The Soja Plus program looks to increase the competitiveness of the soybean industry in Brazil and achieve better sustainability conditions in terms of economic, social and environmental pillars. Once a farmer joins Soja Plus, they begin training on compliance issues so that they can meet Brazilian legislation in relation to environmental and other criteria.
“While we do support the manifesto, we believe RTRS certification is the best possible way to help farmers to produce even more sustainably long term. We need to motivate farmers to move on to RTRS.”
Soy farming in Brazil is a lot more sustainable than it used to be. “It is a work in progress,” she stressed
“Many farmers in the Mato Grosso area, for example, have Soja Plus, which makes it easier to move onto RTRS certification,” she added.
She said RTRS certification comes with the bonus of credits that can be sold on the open market.
Benefits of certification for producers
They are additional savings for accredited producers: “As a soy farmer, if you are certified, you can cheaper interest rates from banks, better insurance deals, and lower union [dues].”

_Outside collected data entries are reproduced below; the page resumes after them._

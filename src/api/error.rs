use thiserror::Error;

/// Errors produced at the API boundary.
///
/// Three families: transport-level failures (`Network`, `Status`,
/// `Malformed`), local validation raised before any request is issued
/// (`EmptyPrompt`, `EmptyContent`, `ContentTooLong`), and application-level
/// rejections that arrive inside a structurally successful response
/// (`Rejected`). `NotFound` is kept separate so a delete of an id the
/// server no longer has is not mistaken for a transport failure.
#[derive(Debug, Clone, Error, PartialEq)]
pub enum ApiError {
    #[error("network error: {0}")]
    Network(String),

    #[error("server returned {status}: {message}")]
    Status { status: u16, message: String },

    #[error("tweet not found on the server")]
    NotFound,

    #[error("unexpected response from server: {0}")]
    Malformed(String),

    #[error("prompt cannot be empty")]
    EmptyPrompt,

    #[error("tweet content cannot be empty")]
    EmptyContent,

    #[error("tweet content is {len} characters, the limit is {limit}", limit = crate::api::POST_CHAR_LIMIT)]
    ContentTooLong { len: usize },

    #[error("{0}")]
    Rejected(String),
}

impl ApiError {
    /// Map a non-success HTTP status into a typed error.
    pub fn from_status(status: reqwest::StatusCode, message: String) -> Self {
        ApiError::Status {
            status: status.as_u16(),
            message,
        }
    }

    /// Map a reqwest transport error (connect, timeout, body read).
    pub fn from_reqwest(err: reqwest::Error) -> Self {
        if err.is_timeout() {
            ApiError::Network(format!("request timed out: {}", err))
        } else if err.is_connect() {
            ApiError::Network(format!("connection failed: {}", err))
        } else if err.is_decode() {
            ApiError::Malformed(err.to_string())
        } else {
            ApiError::Network(err.to_string())
        }
    }

    /// True when the error was raised locally, without a network round-trip.
    pub fn is_local(&self) -> bool {
        matches!(
            self,
            ApiError::EmptyPrompt | ApiError::EmptyContent | ApiError::ContentTooLong { .. }
        )
    }

    /// Short line suitable for an inline status strip.
    pub fn user_message(&self) -> String {
        match self {
            ApiError::Network(_) | ApiError::Status { .. } | ApiError::Malformed(_) => {
                "Request failed. Please try again.".to_string()
            }
            other => other.to_string(),
        }
    }
}
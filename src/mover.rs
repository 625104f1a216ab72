//! The sub-cell position update: `move(particle, δp)` advances the
//! integer cell and fractional position by a cell-size-unit displacement
//! and reapplies the active boundary policy.

use crate::boundary::BoundaryPolicy;
use crate::dim::Dim;
use crate::grid::Grid;
use crate::particle::Particle;
use crate::vector::Vector;

/// Advances `particle` by `delta_p` (cell-size units), folding any whole
/// cells crossed into `particle.cell` and finishing with a boundary-policy
/// reapplication (wrap for periodic, mirror+momentum-flip for reflecting).
pub fn mv<Dm: Dim, B: BoundaryPolicy<Dm>>(grid: &Grid<Dm>, boundary: &B, particle: &mut Particle, delta_p: Vector) {
    mv_force(grid, boundary, particle, delta_p, false)
}

/// As [`mv`], but when `force` is set the boundary-policy reapplication runs
/// unconditionally rather than only when the cell has left the domain. Used
/// by the depositor's boundary-crossing clone, which must fold a
/// particle sitting exactly on the crossing time regardless of whether the
/// cell arithmetic alone flags it as out of range.
pub fn mv_force<Dm: Dim, B: BoundaryPolicy<Dm>>(
    grid: &Grid<Dm>,
    boundary: &B,
    particle: &mut Particle,
    delta_p: Vector,
    force: bool,
) {
    for d in 0..Dm::DIM {
        let new_p = particle.p[d] + delta_p[d];
        let whole = new_p.floor();
        particle.cell[d] += whole as i64;
        particle.p[d] = new_p - whole;
    }
    boundary.boundary_particle(grid, &mut particle.cell, &mut particle.p, &mut particle.u, force);
}

#[cfg(test)]
mod tests {
    use super::*;
    use crate::boundary::{Periodic, Reflecting};
    use crate::dim::D1;

    #[test]
    fn move_within_cell_leaves_cell_unchanged() {
        let grid: Grid<D1> = Grid::new(&[8], &[1.0], 1.0, 1.0).unwrap();
        let mut p = Particle::at_rest([3, 0, 0], Vector::from([0.2]));
        mv(&grid, &Periodic, &mut p, Vector::from([0.1]));
        assert_eq!(p.cell[0], 3);
        assert!((p.p[0] - 0.3).abs() < 1e-15);
    }

    #[test]
    fn move_crossing_cell_boundary_increments_cell() {
        let grid: Grid<D1> = Grid::new(&[8], &[1.0], 1.0, 1.0).unwrap();
        let mut p = Particle::at_rest([3, 0, 0], Vector::from([0.8]));
        mv(&grid, &Periodic, &mut p, Vector::from([0.5]));
        assert_eq!(p.cell[0], 4);
        assert!((p.p[0] - 0.3).abs() < 1e-15);
    }

    #[test]
    fn move_past_periodic_edge_wraps() {
        let grid: Grid<D1> = Grid::new(&[8], &[1.0], 1.0, 1.0).unwrap();
        let mut p = Particle::at_rest([7, 0, 0], Vector::from([0.8]));
        mv(&grid, &Periodic, &mut p, Vector::from([0.5]));
        assert_eq!(p.cell[0], 0);
        assert!(p.cell[0] >= 0 && (p.cell[0] as usize) < grid.n(0));
        assert!(p.p[0] >= 0.0 && p.p[0] < 1.0);
    }

    #[test]
    fn move_past_reflecting_wall_bounces_and_flips_momentum() {
        let grid: Grid<D1> = Grid::new(&[8], &[1.0], 1.0, 1.0).unwrap();
        let mut p = Particle::new([7, 0, 0], Vector::from([0.8]), Vector::from([1.0]));
        mv(&grid, &Reflecting, &mut p, Vector::from([0.5]));
        assert!(p.cell[0] >= 0 && (p.cell[0] as usize) < grid.n(0));
        assert!(p.p[0] >= 0.0 && p.p[0] < 1.0);
        assert!(p.u[0] < 0.0);
    }
}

RTRS certification can also help soy producers in terms of their relationship with the wider community, and can ensure a better dynamic between a farm manager and the rest of the employees, she added.
However, she said there is still a need to make RTRS recognition more interesting for those not yet certified, so as to encourage greater take-up and that comes down to boosting demand downstream in the supply chain.
“Since I joined the board and became president, what we decided and defined as our major priority was not so much the need to increase the production of responsible soy but to increase the commitment and the demand for the soy credits.”
“Everybody needs to be more committed. We are increasing our production of responsible soy 30 or 40% year on year - the issue is not so much that. The problem is that the purchase of our credits and the price of our credits is not increasing at the same rate. Truly, production is growing at a good pace; it is the demand that is lacking. That will be the major theme of our conference in Lille in May next year.”
She had a series of meetings with various soy users in Europe over the past few weeks. “We see that there is a commitment to improve things and increase demand. I think we will be seeing a pick up quite soon. Interestingly, in terms of credits, we are seeing greater interest from industries like the fish sector, not only in Europe but only in Asia and in South America.”
In 2016, according to RTRS data, certified soy production grew by 29% against 2015 - over 32,000 producers from Argentina, Brazil, Canada, China, India, Paraguay, Uruguay and the US together produced more than 3m tons of RTRS certified soy.
Some 2m tons of that – mainly from South American sources - was sold into the European feed marketplace last year.
Growing pressure from international organizations and developments like the Paris Agreement on climate change are helping in terms of a hike in demand for responsible soy downstream.
“What we are seeing is that it is also a question of the RTRS generating the necessary tools to implement the commitments made [from feed companies, retailer and food service companies] to responsible soy production easier. We are going to be launching more regionally based credits soon. For instance, you would be able to buy credits for soy produced in Mato Grosso. We didn’t have that flexibility before.”
RTRS credit platform
By acquiring RTRS credits, a company can show its interest in and commitment to encouraging a form of production that is environmentally appropriate, socially adequate and economically feasible, said the organization.
One ton of certified soy is equivalent to one credit of responsible soy production, and it may be exchanged through the RTRS Credit Trading Platform, as per the RTRS Standard.
Once having acquired the RTRS credits, businesses or organizations may make public claims of having supported responsible production. “They can may increase the visibility of their support and communicate this directly to customers and end consumers by using the RTRS Credit Logo label on their packaging.”